===== TASK DATA

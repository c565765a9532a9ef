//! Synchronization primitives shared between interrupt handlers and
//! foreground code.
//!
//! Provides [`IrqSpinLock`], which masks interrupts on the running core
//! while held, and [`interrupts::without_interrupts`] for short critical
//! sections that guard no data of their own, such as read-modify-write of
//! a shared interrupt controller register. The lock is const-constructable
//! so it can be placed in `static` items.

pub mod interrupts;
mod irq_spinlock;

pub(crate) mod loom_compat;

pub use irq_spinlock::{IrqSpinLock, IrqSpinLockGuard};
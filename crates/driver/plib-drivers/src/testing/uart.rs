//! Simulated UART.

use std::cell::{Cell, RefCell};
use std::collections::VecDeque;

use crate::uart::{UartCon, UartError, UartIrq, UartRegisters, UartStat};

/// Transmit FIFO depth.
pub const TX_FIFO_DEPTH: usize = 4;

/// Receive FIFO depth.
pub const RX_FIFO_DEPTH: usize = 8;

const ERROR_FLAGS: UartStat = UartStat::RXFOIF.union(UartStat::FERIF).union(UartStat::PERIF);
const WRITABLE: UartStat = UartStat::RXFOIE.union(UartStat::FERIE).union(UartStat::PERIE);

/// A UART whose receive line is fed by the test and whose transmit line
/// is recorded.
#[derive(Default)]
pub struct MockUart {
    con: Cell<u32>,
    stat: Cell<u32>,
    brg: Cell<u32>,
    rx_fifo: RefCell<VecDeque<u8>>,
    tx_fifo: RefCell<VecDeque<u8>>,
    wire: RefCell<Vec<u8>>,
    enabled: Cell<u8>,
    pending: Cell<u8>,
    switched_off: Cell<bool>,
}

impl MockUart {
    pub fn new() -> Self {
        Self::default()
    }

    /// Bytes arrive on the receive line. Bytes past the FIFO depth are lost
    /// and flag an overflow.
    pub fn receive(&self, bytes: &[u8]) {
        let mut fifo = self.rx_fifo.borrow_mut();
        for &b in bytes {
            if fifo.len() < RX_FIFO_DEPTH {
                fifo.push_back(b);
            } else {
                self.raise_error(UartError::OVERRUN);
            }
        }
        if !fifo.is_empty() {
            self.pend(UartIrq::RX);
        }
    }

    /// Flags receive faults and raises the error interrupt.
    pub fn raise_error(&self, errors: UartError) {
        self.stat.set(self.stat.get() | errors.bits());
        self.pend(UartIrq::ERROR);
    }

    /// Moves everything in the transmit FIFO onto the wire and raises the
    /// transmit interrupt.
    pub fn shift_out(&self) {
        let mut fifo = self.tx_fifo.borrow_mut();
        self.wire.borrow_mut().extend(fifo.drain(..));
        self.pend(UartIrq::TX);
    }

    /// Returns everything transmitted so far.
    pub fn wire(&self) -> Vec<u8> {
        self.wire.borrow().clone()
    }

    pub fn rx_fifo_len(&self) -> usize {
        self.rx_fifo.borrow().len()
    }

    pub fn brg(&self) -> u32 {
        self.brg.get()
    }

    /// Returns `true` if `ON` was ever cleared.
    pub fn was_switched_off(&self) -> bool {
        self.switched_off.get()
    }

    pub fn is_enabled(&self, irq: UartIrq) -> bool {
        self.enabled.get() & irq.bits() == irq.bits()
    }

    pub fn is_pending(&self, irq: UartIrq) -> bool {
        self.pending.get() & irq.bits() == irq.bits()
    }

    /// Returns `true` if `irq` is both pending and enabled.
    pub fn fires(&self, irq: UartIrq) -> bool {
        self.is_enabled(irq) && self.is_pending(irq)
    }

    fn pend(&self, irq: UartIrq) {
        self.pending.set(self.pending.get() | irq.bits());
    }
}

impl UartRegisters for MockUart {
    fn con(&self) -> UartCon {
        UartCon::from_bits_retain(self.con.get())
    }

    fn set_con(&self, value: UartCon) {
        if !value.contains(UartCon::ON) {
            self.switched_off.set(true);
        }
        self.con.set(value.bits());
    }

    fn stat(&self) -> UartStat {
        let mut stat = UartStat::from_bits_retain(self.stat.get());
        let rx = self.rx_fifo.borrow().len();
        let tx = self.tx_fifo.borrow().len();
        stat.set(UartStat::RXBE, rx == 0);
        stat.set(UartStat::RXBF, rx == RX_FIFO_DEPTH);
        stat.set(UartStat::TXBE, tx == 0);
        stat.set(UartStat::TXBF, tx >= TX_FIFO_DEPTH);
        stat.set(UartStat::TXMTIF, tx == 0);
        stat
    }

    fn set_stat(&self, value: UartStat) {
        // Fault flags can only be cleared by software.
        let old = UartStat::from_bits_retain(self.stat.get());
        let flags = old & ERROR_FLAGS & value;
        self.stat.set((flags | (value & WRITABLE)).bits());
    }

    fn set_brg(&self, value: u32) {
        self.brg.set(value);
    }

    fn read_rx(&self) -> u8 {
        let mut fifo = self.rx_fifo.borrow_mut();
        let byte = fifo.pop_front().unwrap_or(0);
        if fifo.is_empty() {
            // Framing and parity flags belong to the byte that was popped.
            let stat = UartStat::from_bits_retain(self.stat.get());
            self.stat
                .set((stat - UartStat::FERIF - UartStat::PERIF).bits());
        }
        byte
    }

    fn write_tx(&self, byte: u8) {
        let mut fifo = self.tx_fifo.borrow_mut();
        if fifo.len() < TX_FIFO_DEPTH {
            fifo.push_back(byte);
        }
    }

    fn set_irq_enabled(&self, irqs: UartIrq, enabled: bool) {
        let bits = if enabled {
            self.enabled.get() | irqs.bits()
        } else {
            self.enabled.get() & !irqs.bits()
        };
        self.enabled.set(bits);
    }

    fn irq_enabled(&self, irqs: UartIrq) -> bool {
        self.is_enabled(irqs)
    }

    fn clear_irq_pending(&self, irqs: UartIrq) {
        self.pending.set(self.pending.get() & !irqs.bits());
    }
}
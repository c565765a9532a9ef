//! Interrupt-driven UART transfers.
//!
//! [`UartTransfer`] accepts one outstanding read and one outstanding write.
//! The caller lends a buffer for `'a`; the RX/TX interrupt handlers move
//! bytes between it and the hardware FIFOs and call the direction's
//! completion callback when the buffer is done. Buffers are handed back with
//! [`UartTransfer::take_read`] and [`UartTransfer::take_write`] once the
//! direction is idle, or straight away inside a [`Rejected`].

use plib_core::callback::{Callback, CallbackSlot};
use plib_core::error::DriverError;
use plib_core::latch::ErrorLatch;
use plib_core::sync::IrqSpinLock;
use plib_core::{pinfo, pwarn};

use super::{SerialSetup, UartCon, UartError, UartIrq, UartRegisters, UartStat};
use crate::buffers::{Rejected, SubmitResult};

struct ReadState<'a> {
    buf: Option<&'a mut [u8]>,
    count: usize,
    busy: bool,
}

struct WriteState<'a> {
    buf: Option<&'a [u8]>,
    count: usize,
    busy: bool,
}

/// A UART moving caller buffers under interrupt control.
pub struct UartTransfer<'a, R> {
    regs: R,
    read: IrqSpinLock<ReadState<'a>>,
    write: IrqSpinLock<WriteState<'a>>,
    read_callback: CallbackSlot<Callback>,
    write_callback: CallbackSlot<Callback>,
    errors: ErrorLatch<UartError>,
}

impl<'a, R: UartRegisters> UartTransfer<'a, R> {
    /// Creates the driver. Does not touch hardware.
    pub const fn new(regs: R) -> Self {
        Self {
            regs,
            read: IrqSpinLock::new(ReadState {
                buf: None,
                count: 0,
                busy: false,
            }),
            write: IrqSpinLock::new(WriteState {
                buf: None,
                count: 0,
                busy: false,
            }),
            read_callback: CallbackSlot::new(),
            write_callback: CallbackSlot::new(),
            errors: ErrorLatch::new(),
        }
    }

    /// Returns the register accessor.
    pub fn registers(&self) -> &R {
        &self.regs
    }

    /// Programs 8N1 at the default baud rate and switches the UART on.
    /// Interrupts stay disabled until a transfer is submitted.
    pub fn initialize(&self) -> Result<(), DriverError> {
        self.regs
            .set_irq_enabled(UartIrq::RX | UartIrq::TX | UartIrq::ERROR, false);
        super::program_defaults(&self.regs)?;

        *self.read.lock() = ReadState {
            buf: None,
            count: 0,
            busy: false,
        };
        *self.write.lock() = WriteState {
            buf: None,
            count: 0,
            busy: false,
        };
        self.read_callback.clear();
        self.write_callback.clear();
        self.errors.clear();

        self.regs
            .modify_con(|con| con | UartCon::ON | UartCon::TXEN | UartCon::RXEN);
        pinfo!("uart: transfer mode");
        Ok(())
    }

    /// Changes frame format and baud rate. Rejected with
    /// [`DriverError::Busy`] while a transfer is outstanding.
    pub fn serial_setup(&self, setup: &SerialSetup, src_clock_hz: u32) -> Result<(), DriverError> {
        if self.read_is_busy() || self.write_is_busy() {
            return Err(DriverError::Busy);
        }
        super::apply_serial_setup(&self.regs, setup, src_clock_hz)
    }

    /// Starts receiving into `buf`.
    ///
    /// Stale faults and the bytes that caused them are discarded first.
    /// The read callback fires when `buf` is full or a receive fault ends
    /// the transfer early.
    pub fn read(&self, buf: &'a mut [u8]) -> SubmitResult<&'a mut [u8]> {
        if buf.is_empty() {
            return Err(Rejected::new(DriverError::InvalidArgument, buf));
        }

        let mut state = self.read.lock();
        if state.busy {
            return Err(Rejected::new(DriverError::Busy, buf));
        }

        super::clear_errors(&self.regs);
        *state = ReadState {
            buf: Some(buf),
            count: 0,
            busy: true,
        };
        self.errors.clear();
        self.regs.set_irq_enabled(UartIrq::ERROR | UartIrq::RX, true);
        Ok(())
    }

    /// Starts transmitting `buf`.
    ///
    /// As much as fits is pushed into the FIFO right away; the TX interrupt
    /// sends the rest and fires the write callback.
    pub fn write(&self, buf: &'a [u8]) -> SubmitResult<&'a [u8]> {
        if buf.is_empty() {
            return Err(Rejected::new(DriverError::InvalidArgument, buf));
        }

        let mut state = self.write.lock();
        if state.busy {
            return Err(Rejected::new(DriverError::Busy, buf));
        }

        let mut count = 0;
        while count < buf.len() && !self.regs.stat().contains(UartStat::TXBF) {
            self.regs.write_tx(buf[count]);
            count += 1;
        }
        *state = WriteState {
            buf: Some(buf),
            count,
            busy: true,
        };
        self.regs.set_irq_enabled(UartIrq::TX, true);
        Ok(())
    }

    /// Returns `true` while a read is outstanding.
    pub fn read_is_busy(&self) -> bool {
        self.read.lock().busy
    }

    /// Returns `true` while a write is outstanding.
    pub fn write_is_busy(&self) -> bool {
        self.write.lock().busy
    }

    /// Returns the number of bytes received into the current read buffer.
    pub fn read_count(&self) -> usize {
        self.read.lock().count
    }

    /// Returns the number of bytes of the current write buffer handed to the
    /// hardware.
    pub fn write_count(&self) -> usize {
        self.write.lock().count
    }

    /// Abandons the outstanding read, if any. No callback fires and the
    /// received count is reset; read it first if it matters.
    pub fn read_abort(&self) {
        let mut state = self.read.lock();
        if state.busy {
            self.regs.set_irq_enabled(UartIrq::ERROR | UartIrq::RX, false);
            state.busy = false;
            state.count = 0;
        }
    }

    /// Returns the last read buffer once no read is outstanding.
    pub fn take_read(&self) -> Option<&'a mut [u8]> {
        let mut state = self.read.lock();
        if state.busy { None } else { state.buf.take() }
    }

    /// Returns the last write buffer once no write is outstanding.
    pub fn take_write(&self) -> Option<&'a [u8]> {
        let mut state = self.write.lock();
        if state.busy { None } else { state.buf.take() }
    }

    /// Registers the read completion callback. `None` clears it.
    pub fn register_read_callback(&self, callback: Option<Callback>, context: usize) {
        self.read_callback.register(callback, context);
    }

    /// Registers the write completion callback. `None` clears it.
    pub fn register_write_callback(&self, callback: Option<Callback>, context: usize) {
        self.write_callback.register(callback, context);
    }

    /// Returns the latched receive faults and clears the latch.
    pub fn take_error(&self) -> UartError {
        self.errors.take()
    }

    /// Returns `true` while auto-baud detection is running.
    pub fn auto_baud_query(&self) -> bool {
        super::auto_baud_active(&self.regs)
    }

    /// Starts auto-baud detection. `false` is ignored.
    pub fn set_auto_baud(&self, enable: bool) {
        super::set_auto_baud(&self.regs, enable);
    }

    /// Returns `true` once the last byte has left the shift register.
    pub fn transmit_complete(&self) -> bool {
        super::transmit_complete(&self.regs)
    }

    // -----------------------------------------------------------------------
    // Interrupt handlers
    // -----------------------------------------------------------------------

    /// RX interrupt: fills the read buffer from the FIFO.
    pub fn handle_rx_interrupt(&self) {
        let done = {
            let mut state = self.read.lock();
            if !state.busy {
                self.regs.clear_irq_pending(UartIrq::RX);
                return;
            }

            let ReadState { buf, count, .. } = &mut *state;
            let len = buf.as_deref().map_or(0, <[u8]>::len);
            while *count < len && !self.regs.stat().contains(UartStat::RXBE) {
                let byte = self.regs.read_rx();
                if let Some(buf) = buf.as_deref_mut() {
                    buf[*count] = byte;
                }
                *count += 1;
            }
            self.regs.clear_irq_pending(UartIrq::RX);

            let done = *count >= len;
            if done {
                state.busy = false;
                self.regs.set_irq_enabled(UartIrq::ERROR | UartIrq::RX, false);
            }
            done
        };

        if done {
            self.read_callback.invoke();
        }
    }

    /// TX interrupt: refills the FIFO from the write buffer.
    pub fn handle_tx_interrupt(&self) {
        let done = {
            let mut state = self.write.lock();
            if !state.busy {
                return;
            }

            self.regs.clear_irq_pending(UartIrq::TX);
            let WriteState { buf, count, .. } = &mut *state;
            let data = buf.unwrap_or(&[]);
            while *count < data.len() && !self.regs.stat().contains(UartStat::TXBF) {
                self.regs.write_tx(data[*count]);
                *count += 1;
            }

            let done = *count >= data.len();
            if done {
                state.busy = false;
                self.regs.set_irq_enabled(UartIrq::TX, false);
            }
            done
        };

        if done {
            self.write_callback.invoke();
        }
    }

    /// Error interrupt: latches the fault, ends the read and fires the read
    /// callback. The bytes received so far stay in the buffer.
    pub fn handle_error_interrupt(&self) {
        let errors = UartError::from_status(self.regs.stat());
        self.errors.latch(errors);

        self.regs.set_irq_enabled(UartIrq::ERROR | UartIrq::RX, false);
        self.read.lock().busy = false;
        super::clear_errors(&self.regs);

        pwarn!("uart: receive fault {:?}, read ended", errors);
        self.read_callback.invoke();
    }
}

==========

WHAT THE TASK REQUIRES
Lines with the word "SerialSetup" in them: report all of these from the listing above.

RESULT FOR THIS TASK
use super::{SerialSetup, UartCon, UartError, UartIrq, UartRegisters, UartStat};
    pub fn serial_setup(&self, setup: &SerialSetup, src_clock_hz: u32) -> Result<(), DriverError> {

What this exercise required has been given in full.